A precarização do trabalho informal

Enviada em 10/11/2022

Marilena Chauí, filósofa brasileira, defende a democracia como um sistema que garante igualdade no acesso aos direitos. Todavia, na prática, esse conceito não se efetiva, uma vez que o cenário desafiador de combater a precarização do trabalho informal no Brasil compromete esse princípio filosófico. Diante disso, cabe analisar tanto a postura apática da sociedade quanto a ineficácia de políticas públicas como contribuintes para a construção da problemática.

Sob tal contexto, é lícito destacar que a postura apática de parcela da sociedade corrobora a preocupação em torno da precarização do trabalho informal. Nesse viés, segundo a filósofa alemã Hannah Arendt , a partir do conceito de Banalidade do Mal, a massificação social afasta os indivíduos de reflexões morais e de preocupações coletivas. Imerso nessa conjuntura, pode-se perceber que a passividade social perpetua as condições laborais decantentes atuais, por infelizmente, não contribuir para a erradicação desse dilema, o que acarreta numa situação de insegurança de renda e direitos para esses trabalhadores.

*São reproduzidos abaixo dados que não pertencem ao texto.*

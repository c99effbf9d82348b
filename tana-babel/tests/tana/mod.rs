//! Tana Paste format tests
//!
//! Tests for outline → Tana Paste output, chunking and whole-document properties.

mod chunking;
mod export;
mod properties;
//! Chunking of large conversions.

use tana_babel::markdown_to_outline_paragraphs;
use tana_babel::transforms::{chunk_tana_paste, DEFAULT_CHUNK_SIZE};

fn long_document(items: usize) -> String {
    (0..items)
        .map(|i| format!("- item number {i}"))
        .collect::<Vec<_>>()
        .join("\n")
}

#[test]
fn test_chunks_respect_limit_and_keep_order() {
    let paste = markdown_to_outline_paragraphs(&long_document(200));
    let chunks = chunk_tana_paste(&paste, 500);

    assert!(chunks.len() > 1);
    for chunk in &chunks {
        assert!(chunk.starts_with("%%tana%%\n"));
        assert!(chunk.chars().count() <= 500);
    }

    let bodies: Vec<&str> = chunks
        .iter()
        .flat_map(|chunk| chunk.split('\n').skip(1))
        .collect();
    let original: Vec<&str> = paste.split('\n').skip(1).collect();
    assert_eq!(bodies, original);
}

#[test]
fn test_default_limit_keeps_normal_documents_whole() {
    let paste = markdown_to_outline_paragraphs(&long_document(50));
    assert_eq!(chunk_tana_paste(&paste, DEFAULT_CHUNK_SIZE), vec![paste]);
}
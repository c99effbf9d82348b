//! Markdown to Tana Paste conversion
//!
//!     This crate turns Markdown into Tana Paste, the plain-text clipboard format of the Tana
//!     outliner: a `%%tana%%` marker line followed by dash bullets whose nesting is encoded
//!     purely by leading two-space groups.
//!
//!     This is a pure lib: it powers tana-cli but is shell agnostic. No code here reads the
//!     environment, prints, or touches files. Conversion is total; any string converts.
//!
//! Architecture
//!
//!     Markdown and Tana Paste disagree on how nesting is expressed. Markdown uses heading
//!     levels and list indentation, Tana uses one uniform indent unit. Conversion therefore
//!     goes through a small IR (./ir/mod.rs):
//!
//!         Markdown ──classify──▶ block events ──nesting stacks──▶ Outline ──serialize──▶ text
//!
//!     - formats/markdown/parser.rs: per-line classifier (heading, list item, paragraph)
//!     - formats/markdown/inline.rs: bold/italic rewriting inside a line
//!     - common/nesting.rs: the heading-level and list-indent stacks that assign depths
//!     - formats/tana: preamble, indentation, heading marker, ampersand de-escaping
//!     - formats/json: the Outline as JSON, for inspecting classifications
//!
//!     The file structure :
//!     .
//!     ├── error.rs
//!     ├── format.rs               # Format trait definition
//!     ├── registry.rs             # FormatRegistry for discovery and selection
//!     ├── transforms.rs           # Plain-function entry points, chunking
//!     ├── formats
//!     │   ├── markdown            # Markdown → Outline
//!     │   ├── tana                # Outline → Tana Paste
//!     │   └── json                # Outline → JSON
//!     ├── ir                      # Outline IR and block events
//!     └── common                  # Nesting stacks
//!
//! Testing
//!     tests
//!     └── <format>
//!         └── <testname>.rs
//!
//!     Rust does not discover tests in subdirectories by default, so tests/lib.rs includes them.

pub mod common;
pub mod error;
pub mod format;
pub mod formats;
pub mod ir;
pub mod registry;
pub mod transforms;

pub use error::FormatError;
pub use format::Format;
pub use formats::markdown::formatting_rules::FormattingRules;
pub use ir::nodes::{LineKind, Outline, OutlineLine};
pub use registry::FormatRegistry;

/// Convert a Markdown document to Tana Paste using the default rules.
///
/// The output always starts with `"%%tana%%\n"`. Headings become `- !! ` bullets,
/// list items and paragraphs become `- ` bullets, nested two spaces per level.
///
/// ```ignore
/// let paste = tana_babel::markdown_to_outline_paragraphs("# H1\n## H2\ntext");
/// assert_eq!(paste, "%%tana%%\n- !! H1\n  - !! H2\n    - text");
/// ```
pub fn markdown_to_outline_paragraphs(markdown: &str) -> String {
    transforms::markdown_to_tana(markdown, &FormattingRules::default())
}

Ademais, é válido ressaltar a ineficácia estatal como outro fator determinante desse impasse. Nessa perspectiva, a Constituição Federal de 1988 prevê o amplo acesso ao trabalho digno como inerente aos cidadões do país. Entretanto, tal direito é contrariado pelo cenário desafiador de combater a precarização do emprego informal. Isso ocorre devido a fatores como a ausência de atualização da regulamentação dos empregos surgidos na pós-modernidade, a exemplo de entregadores de comida e motoristas de aplicativos digitais. Nesse sentido, por não terem seus direitos assegurados, esses trabalhadores se encontram desamparados pelo Estado, ficando à margem da sociedade.

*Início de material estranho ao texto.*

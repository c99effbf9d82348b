//! JSON dump of the outline IR
//!
//! Shows exactly how every source line was classified and how deep it was
//! placed, which is what you want when an outline comes out nested wrong.
//!
//! ```json
//! {
//!   "lines": [
//!     { "depth": 0, "kind": "heading", "level": 1, "content": "Title" },
//!     { "depth": 1, "kind": "list_item", "content": "first" }
//!   ]
//! }
//! ```
//!
//! Options:
//! - `pretty` (bool, default `true`): indent the output

use crate::error::FormatError;
use crate::format::{parse_bool_option, Format};
use crate::ir::nodes::Outline;
use std::collections::HashMap;

/// Format implementation for the JSON outline dump
#[derive(Debug, Clone, Copy, Default)]
pub struct JsonFormat;

impl JsonFormat {
    fn to_json(outline: &Outline, pretty: bool) -> Result<String, FormatError> {
        let result = if pretty {
            serde_json::to_string_pretty(outline)
        } else {
            serde_json::to_string(outline)
        };
        result.map_err(|e| FormatError::SerializationError(e.to_string()))
    }
}

impl Format for JsonFormat {
    fn name(&self) -> &str {
        "json"
    }

    fn description(&self) -> &str {
        "Outline intermediate representation as JSON"
    }

    fn file_extensions(&self) -> &[&str] {
        &["json"]
    }

    fn supports_serialization(&self) -> bool {
        true
    }

    fn serialize(&self, outline: &Outline) -> Result<String, FormatError> {
        Self::to_json(outline, true)
    }

    fn serialize_with_options(
        &self,
        outline: &Outline,
        options: &HashMap<String, String>,
    ) -> Result<String, FormatError> {
        let mut pretty = true;
        for (key, value) in options {
            match key.as_str() {
                "pretty" => pretty = parse_bool_option(key, value)?,
                other => {
                    return Err(FormatError::NotSupported(format!(
                        "Format 'json' does not support option '{other}'"
                    )))
                }
            }
        }
        Self::to_json(outline, pretty)
    }
}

Em síntese, a precarização do trabalho informal urge ser superada no Brasil. Logo, as escolas -unidades formadoras da moral- devem promover a discussão acerca do senso apático da sociedade diante das mazelas socias, por meio de atividades extracurriculares, a fim de que o ambito social seja ativo na construção de uma sociedade melhor. Além disso, o Estado deve investir num plano de ampliação da regulamentação trabalhista para os empregos recém surgidos, para que assim a nação possua a democracia tão valorizada por Marilena Chauí.